■ Problem description: Both the line containing "pub struct UpdateUserRequest" and the last line of the listing are included: write out exactly the lines from one to the other.

START Material shown

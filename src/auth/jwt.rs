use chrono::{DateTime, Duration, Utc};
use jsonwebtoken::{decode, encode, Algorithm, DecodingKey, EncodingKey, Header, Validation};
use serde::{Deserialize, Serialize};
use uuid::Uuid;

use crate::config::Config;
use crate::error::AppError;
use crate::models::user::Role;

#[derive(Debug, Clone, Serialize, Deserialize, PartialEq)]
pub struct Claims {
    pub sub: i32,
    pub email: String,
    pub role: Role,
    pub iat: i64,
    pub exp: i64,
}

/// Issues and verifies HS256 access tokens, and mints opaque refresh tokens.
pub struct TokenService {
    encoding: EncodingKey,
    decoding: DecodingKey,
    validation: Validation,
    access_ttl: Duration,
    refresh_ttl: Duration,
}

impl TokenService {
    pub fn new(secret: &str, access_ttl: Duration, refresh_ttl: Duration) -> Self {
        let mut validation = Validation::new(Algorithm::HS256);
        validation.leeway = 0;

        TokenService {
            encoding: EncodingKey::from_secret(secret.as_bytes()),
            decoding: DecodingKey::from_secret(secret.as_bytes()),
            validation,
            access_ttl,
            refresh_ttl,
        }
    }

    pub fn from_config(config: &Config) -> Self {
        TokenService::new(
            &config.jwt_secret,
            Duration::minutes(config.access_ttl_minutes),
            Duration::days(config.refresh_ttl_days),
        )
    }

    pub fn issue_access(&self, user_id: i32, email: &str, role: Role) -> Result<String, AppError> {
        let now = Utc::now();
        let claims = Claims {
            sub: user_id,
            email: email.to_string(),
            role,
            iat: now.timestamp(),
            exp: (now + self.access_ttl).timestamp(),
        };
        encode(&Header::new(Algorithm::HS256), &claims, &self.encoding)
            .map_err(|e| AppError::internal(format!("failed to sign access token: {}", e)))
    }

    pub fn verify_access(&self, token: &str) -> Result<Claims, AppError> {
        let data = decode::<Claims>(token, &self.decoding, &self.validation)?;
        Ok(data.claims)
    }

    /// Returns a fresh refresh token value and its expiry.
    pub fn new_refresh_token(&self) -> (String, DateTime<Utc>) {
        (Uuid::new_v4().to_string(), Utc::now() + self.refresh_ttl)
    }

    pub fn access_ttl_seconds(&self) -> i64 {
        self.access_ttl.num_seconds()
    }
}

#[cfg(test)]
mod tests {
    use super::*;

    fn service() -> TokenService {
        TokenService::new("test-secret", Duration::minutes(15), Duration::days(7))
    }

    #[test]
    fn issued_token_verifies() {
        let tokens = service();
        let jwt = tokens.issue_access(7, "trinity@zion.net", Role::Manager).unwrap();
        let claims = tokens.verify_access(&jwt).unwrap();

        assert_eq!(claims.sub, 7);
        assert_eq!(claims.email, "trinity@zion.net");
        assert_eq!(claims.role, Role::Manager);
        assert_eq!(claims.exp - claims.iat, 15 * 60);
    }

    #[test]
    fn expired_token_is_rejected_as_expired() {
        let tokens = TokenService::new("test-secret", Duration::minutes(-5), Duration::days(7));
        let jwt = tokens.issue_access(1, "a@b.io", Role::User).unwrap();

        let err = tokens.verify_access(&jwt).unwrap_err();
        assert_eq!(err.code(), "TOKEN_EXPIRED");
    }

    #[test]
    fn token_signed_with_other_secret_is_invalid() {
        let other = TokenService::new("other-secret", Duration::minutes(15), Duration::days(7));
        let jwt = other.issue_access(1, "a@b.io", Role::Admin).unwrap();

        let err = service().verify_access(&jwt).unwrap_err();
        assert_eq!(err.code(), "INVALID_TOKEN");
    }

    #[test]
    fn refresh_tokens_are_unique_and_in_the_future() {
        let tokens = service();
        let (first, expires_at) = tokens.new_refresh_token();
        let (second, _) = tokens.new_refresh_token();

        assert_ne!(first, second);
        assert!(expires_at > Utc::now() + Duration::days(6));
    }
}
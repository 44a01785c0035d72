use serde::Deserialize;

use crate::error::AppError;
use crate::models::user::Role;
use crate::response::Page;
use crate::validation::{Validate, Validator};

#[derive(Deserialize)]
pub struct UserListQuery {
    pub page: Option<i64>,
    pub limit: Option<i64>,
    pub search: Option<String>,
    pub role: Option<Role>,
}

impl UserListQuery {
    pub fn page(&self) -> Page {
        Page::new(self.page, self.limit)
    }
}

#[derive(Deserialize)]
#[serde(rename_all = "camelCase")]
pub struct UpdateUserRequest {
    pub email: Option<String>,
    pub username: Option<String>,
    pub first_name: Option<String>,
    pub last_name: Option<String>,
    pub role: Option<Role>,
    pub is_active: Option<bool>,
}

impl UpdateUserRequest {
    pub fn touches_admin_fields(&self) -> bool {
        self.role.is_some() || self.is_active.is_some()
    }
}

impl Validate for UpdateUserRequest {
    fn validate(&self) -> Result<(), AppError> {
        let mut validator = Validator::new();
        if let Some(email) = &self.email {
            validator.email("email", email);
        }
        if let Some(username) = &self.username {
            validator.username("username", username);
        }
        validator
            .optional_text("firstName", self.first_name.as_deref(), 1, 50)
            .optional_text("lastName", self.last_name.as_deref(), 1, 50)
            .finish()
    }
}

END Material shown

■ Output:
pub struct UpdateUserRequest {
    pub email: Option<String>,
    pub username: Option<String>,
    pub first_name: Option<String>,
    pub last_name: Option<String>,
    pub role: Option<Role>,
    pub is_active: Option<bool>,
}

impl UpdateUserRequest {
    pub fn touches_admin_fields(&self) -> bool {
        self.role.is_some() || self.is_active.is_some()
    }
}

impl Validate for UpdateUserRequest {
    fn validate(&self) -> Result<(), AppError> {
        let mut validator = Validator::new();
        if let Some(email) = &self.email {
            validator.email("email", email);
        }
        if let Some(username) = &self.username {
            validator.username("username", username);
        }
        validator
            .optional_text("firstName", self.first_name.as_deref(), 1, 50)
            .optional_text("lastName", self.last_name.as_deref(), 1, 50)
            .finish()
    }
}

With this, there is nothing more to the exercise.